*** Opening of Source data ***

//! Request lifecycle against a mocked E-utilities server
//!
//! One call per request, cached repeats, field parsing and the two error
//! contracts (`results` and `try_results`).

mod common;

use std::time::Duration;

use common::{create_mock_client, esearch_xml};
use entrez_client_rs::{
    ClientConfig, ESearch, ESearchParams, EutilsClient, EutilsError, Eutility, FieldKind,
    HttpMethod, ParsedField,
};
use tracing_test::traced_test;
use wiremock::matchers::{body_string_contains, method, path, query_param};
use wiremock::{Mock, MockServer, ResponseTemplate};

#[tokio::test]
#[traced_test]
async fn test_results_issue_exactly_one_call() {
    let mock_server = MockServer::start().await;

    Mock::given(method("GET"))
        .and(path("/esearch.fcgi"))
        .and(query_param("term", "asthma[mesh]"))
        .and(query_param("db", "pubmed"))
        .and(query_param("usehistory", "y"))
        .respond_with(
            ResponseTemplate::new(200).set_body_string(esearch_xml("MCID_1", 1, &["1", "2"])),
        )
        .expect(1)
        .mount(&mock_server)
        .await;

    let client = create_mock_client(&mock_server);
    let mut search = ESearch::new(&client, ESearchParams::new("asthma[mesh]")).unwrap();

    let first = search.results().await;
    let second = search.results().await;

    assert!(first.contains("<WebEnv>MCID_1</WebEnv>"));
    assert_eq!(first, second);
    assert_eq!(search.request().calls(), 1);
    assert_eq!(search.raw(), Some(first.as_str()));
}

#[tokio::test]
async fn test_parse_webenv_and_query_key() {
    let mock_server = MockServer::start().await;

    Mock::given(method("GET"))
        .and(path("/esearch.fcgi"))
        .respond_with(
            ResponseTemplate::new(200).set_body_string("<WebEnv>X</WebEnv><QueryKey>7</QueryKey>"),
        )
        .expect(1)
        .mount(&mock_server)
        .await;

    let client = create_mock_client(&mock_server);
    let mut search = ESearch::new(&client, ESearchParams::new("asthma")).unwrap();
    search.results().await;

    assert_eq!(search.parse("WebEnv", FieldKind::Text, true), "X");
    assert_eq!(
        search.parse("QueryKey", FieldKind::Int, true),
        ParsedField::Int(7)
    );
    assert_eq!(
        search.request().fields().get("QueryKey"),
        Some(&ParsedField::Int(7))
    );
    assert!(search.parse("Count", FieldKind::Int, true).is_empty());
}

#[tokio::test]
#[traced_test]
async fn test_non_success_status_yields_empty_results() {
    let mock_server = MockServer::start().await;

    Mock::given(method("GET"))
        .and(path("/esearch.fcgi"))
        .respond_with(ResponseTemplate::new(500).set_body_string("Internal Server Error"))
        .expect(2)
        .mount(&mock_server)
        .await;

    let client = create_mock_client(&mock_server);
    let mut search = ESearch::new(&client, ESearchParams::new("asthma")).unwrap();

    assert_eq!(search.results().await, "");
    assert!(logs_contain("did not complete successfully"));

    // Failures are not cached
    let err = search.try_results().await.unwrap_err();
    assert!(matches!(err, EutilsError::ApiError { status: 500, .. }));
    assert_eq!(err.status(), Some(500));
    assert_eq!(search.request().calls(), 2);
    assert!(search.raw().is_none());
}

#[tokio::test]
#[traced_test]
async fn test_transport_failure_yields_error_text() {
    // Nothing listens on the discard port
    let config = ClientConfig::new()
        .with_base_url("http://127.0.0.1:9")
        .with_timeout(Duration::from_secs(2))
        .with_pipeline_delay(Duration::ZERO);
    let client = EutilsClient::with_config(config);
    let mut search = ESearch::new(&client, ESearchParams::new("asthma")).unwrap();

    let text = search.results().await;
    assert!(text.starts_with("HTTP request failed"));
    assert!(logs_contain("request failed"));

    let err = search.try_results().await.unwrap_err();
    assert!(matches!(err, EutilsError::RequestError(_)));
}

#[tokio::test]
async fn test_identification_parameters_are_sent() {
    let mock_server = MockServer::start().await;

    Mock::given(method("GET"))
        .and(path("/esearch.fcgi"))
        .and(query_param("tool", "my-tool"))
        .and(query_param("email", "me@example.org"))
        .and(query_param("api_key", "secret"))
        .respond_with(ResponseTemplate::new(200).set_body_string(esearch_xml("W", 1, &[])))
        .expect(1)
        .mount(&mock_server)
        .await;

    let config = ClientConfig::new()
        .with_base_url(mock_server.uri())
        .with_api_key("secret")
        .with_email("me@example.org")
        .with_tool("my-tool")
        .with_pipeline_delay(Duration::ZERO);
    let client = EutilsClient::with_config(config);

    let mut search = ESearch::new(&client, ESearchParams::new("asthma")).unwrap();
    search.try_results().await.unwrap();
}

#[tokio::test]
async fn test_long_terms_are_posted() {
    let mock_server = MockServer::start().await;
    let term = format!("({})", vec!["asthma[mesh]"; 12].join(" OR "));
    assert!(term.len() > 100);

    Mock::given(method("POST"))
        .and(path("/esearch.fcgi"))
        .and(body_string_contains("usehistory=y"))
        .and(body_string_contains("asthma%5Bmesh%5D%20OR"))
        .respond_with(ResponseTemplate::new(200).set_body_string(esearch_xml("W", 1, &["3"])))
        .expect(1)
        .mount(&mock_server)
        .await;

    let client = create_mock_client(&mock_server);
    let mut search = ESearch::new(&client, ESearchParams::new(term)).unwrap();
    assert_eq!(search.request().method(), HttpMethod::Post);

    search.try_results().await.unwrap();
    assert_eq!(search.ids(), vec!["3"]);
}

#[tokio::test]
async fn test_search_summary() {
    let mock_server = MockServer::start().await;

    Mock::given(method("GET"))
        .and(path("/esearch.fcgi"))
        .and(query_param("retmax", "3"))
        .respond_with(
            ResponseTemplate::new(200)
                .set_body_string(esearch_xml("MCID_9", 2, &["31978945", "33515491", "25760099"])),
        )
        .expect(1)
        .mount(&mock_server)
        .await;

    let client = create_mock_client(&mock_server);
    let mut search =
        ESearch::new(&client, ESearchParams::new("asthma").with_retmax(3)).unwrap();
    search.try_results().await.unwrap();

    let summary = search.summary().unwrap();
    assert_eq!(summary.count, 3);
    assert_eq!(summary.retmax, 3);
    assert_eq!(summary.ids, vec!["31978945", "33515491", "25760099"]);
    assert_eq!(summary.session.webenv.as_deref(), Some("MCID_9"));
    assert_eq!(summary.session.query_key, Some(2));
    assert_eq!(
        summary.query_translation.as_deref(),
        Some("asthma[MeSH Terms]")
    );
}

*** Close of Source data ***

**Work task:**
Once the line containing "assert_eq!(summary.session.query_key, Some(2));" is found, please retype it and every remaining line of the listing above, exactly, with nothing else.

**Your response:**
    assert_eq!(summary.session.query_key, Some(2));
    assert_eq!(
        summary.query_translation.as_deref(),
        Some("asthma[MeSH Terms]")
    );
}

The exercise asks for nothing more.